--- Instructions to follow ---
In the material below, the required lines run from the one containing "use rand::seq::SliceRandom;" through the one containing "let distinct = FIXTURE_BUCKETS.len()". Copy those lines exactly, ends included, and nothing else.

--- Given data ---
>>>>
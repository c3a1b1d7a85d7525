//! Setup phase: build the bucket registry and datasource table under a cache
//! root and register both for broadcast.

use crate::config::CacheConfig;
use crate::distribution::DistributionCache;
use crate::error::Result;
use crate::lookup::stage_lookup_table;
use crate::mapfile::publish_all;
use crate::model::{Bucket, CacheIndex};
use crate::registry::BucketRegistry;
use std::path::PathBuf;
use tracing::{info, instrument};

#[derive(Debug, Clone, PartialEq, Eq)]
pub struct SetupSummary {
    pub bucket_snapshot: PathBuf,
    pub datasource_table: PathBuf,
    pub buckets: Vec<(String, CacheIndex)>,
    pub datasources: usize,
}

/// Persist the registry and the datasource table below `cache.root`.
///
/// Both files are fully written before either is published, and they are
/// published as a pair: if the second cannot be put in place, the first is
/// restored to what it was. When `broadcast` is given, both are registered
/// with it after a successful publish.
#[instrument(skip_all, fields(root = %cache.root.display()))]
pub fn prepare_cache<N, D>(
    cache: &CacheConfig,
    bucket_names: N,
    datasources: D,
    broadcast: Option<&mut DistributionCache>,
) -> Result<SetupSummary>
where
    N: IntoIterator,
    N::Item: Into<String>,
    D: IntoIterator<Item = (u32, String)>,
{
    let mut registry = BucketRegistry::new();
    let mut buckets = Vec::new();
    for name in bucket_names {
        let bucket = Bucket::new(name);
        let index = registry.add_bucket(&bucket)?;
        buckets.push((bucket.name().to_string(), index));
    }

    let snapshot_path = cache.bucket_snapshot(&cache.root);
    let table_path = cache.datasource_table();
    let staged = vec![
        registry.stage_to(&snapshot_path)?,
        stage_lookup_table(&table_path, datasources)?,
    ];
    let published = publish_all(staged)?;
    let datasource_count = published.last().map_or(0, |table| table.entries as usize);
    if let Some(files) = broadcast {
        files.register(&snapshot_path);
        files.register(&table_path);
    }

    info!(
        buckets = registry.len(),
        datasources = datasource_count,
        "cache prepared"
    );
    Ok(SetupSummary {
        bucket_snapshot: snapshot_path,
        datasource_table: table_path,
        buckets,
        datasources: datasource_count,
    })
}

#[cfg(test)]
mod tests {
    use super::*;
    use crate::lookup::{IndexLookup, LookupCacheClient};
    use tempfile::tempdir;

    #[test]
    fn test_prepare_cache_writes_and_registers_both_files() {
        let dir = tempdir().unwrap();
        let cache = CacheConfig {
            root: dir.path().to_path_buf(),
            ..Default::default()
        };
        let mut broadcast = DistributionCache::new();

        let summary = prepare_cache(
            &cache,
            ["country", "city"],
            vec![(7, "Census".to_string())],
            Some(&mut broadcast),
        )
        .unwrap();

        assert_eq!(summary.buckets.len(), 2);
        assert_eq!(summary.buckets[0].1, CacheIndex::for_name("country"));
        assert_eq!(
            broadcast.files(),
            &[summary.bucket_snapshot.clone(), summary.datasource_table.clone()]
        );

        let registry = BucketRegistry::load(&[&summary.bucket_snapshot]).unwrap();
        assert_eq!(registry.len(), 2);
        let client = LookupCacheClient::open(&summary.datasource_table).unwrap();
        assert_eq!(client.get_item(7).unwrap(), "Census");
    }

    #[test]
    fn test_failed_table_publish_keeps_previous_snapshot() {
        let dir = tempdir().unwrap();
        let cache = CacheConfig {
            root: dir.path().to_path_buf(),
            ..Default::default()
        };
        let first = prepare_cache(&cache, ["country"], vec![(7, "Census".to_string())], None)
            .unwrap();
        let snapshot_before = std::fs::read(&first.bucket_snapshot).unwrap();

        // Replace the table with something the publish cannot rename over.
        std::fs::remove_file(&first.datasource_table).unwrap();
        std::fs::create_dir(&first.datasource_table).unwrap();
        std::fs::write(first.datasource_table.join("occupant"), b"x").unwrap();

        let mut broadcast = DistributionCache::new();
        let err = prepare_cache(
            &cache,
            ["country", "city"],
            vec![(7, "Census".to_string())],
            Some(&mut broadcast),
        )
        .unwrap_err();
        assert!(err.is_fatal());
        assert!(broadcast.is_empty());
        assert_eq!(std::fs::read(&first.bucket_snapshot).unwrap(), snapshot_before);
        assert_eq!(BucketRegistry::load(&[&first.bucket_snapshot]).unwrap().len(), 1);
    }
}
<<<<
>>>>
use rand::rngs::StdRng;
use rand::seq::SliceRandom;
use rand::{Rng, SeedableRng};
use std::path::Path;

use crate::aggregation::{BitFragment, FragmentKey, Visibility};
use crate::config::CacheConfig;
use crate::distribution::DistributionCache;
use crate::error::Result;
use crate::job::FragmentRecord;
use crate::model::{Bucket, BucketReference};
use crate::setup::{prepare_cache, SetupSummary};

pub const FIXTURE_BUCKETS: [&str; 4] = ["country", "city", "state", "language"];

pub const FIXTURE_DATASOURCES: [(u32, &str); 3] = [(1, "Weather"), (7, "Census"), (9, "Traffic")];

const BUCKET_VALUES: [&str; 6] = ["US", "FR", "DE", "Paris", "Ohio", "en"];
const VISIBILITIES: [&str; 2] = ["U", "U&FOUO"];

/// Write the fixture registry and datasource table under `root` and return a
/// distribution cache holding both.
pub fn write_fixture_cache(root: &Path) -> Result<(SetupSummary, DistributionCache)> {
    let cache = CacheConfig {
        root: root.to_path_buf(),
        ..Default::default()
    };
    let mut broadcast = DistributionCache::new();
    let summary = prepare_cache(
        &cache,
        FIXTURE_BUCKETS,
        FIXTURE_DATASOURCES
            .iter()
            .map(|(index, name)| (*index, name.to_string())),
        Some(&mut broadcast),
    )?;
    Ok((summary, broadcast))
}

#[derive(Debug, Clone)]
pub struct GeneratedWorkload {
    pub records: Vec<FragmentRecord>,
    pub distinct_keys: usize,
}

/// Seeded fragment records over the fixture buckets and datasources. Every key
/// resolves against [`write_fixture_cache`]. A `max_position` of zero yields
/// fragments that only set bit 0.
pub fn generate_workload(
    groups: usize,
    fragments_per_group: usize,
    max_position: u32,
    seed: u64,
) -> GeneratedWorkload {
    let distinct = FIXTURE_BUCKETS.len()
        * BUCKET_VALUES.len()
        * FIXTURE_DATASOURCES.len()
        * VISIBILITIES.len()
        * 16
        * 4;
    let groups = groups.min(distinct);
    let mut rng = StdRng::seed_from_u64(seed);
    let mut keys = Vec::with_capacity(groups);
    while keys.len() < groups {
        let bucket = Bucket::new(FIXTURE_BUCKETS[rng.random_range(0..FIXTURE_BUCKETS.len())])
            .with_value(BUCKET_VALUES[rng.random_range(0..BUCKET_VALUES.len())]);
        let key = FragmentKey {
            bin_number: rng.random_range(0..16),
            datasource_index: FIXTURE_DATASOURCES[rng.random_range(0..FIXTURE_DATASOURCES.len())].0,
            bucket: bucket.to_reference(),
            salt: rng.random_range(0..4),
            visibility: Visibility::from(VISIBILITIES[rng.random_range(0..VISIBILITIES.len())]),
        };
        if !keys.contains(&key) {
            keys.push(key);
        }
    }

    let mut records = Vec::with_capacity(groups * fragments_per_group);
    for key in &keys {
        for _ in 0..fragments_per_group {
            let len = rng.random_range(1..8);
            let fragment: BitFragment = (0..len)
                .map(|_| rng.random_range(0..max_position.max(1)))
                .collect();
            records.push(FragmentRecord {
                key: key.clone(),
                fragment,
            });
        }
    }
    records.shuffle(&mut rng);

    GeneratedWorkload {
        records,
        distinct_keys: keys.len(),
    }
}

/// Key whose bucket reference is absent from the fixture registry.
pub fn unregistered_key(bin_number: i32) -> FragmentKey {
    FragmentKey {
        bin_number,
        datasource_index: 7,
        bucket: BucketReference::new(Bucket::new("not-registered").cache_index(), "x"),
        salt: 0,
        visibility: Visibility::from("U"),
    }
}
<<<<
--- Result ---
use rand::seq::SliceRandom;
use rand::{Rng, SeedableRng};
use std::path::Path;

use crate::aggregation::{BitFragment, FragmentKey, Visibility};
use crate::config::CacheConfig;
use crate::distribution::DistributionCache;
use crate::error::Result;
use crate::job::FragmentRecord;
use crate::model::{Bucket, BucketReference};
use crate::setup::{prepare_cache, SetupSummary};

pub const FIXTURE_BUCKETS: [&str; 4] = ["country", "city", "state", "language"];

pub const FIXTURE_DATASOURCES: [(u32, &str); 3] = [(1, "Weather"), (7, "Census"), (9, "Traffic")];

const BUCKET_VALUES: [&str; 6] = ["US", "FR", "DE", "Paris", "Ohio", "en"];
const VISIBILITIES: [&str; 2] = ["U", "U&FOUO"];

/// Write the fixture registry and datasource table under `root` and return a
/// distribution cache holding both.
pub fn write_fixture_cache(root: &Path) -> Result<(SetupSummary, DistributionCache)> {
    let cache = CacheConfig {
        root: root.to_path_buf(),
        ..Default::default()
    };
    let mut broadcast = DistributionCache::new();
    let summary = prepare_cache(
        &cache,
        FIXTURE_BUCKETS,
        FIXTURE_DATASOURCES
            .iter()
            .map(|(index, name)| (*index, name.to_string())),
        Some(&mut broadcast),
    )?;
    Ok((summary, broadcast))
}

#[derive(Debug, Clone)]
pub struct GeneratedWorkload {
    pub records: Vec<FragmentRecord>,
    pub distinct_keys: usize,
}

/// Seeded fragment records over the fixture buckets and datasources. Every key
/// resolves against [`write_fixture_cache`]. A `max_position` of zero yields
/// fragments that only set bit 0.
pub fn generate_workload(
    groups: usize,
    fragments_per_group: usize,
    max_position: u32,
    seed: u64,
) -> GeneratedWorkload {
    let distinct = FIXTURE_BUCKETS.len()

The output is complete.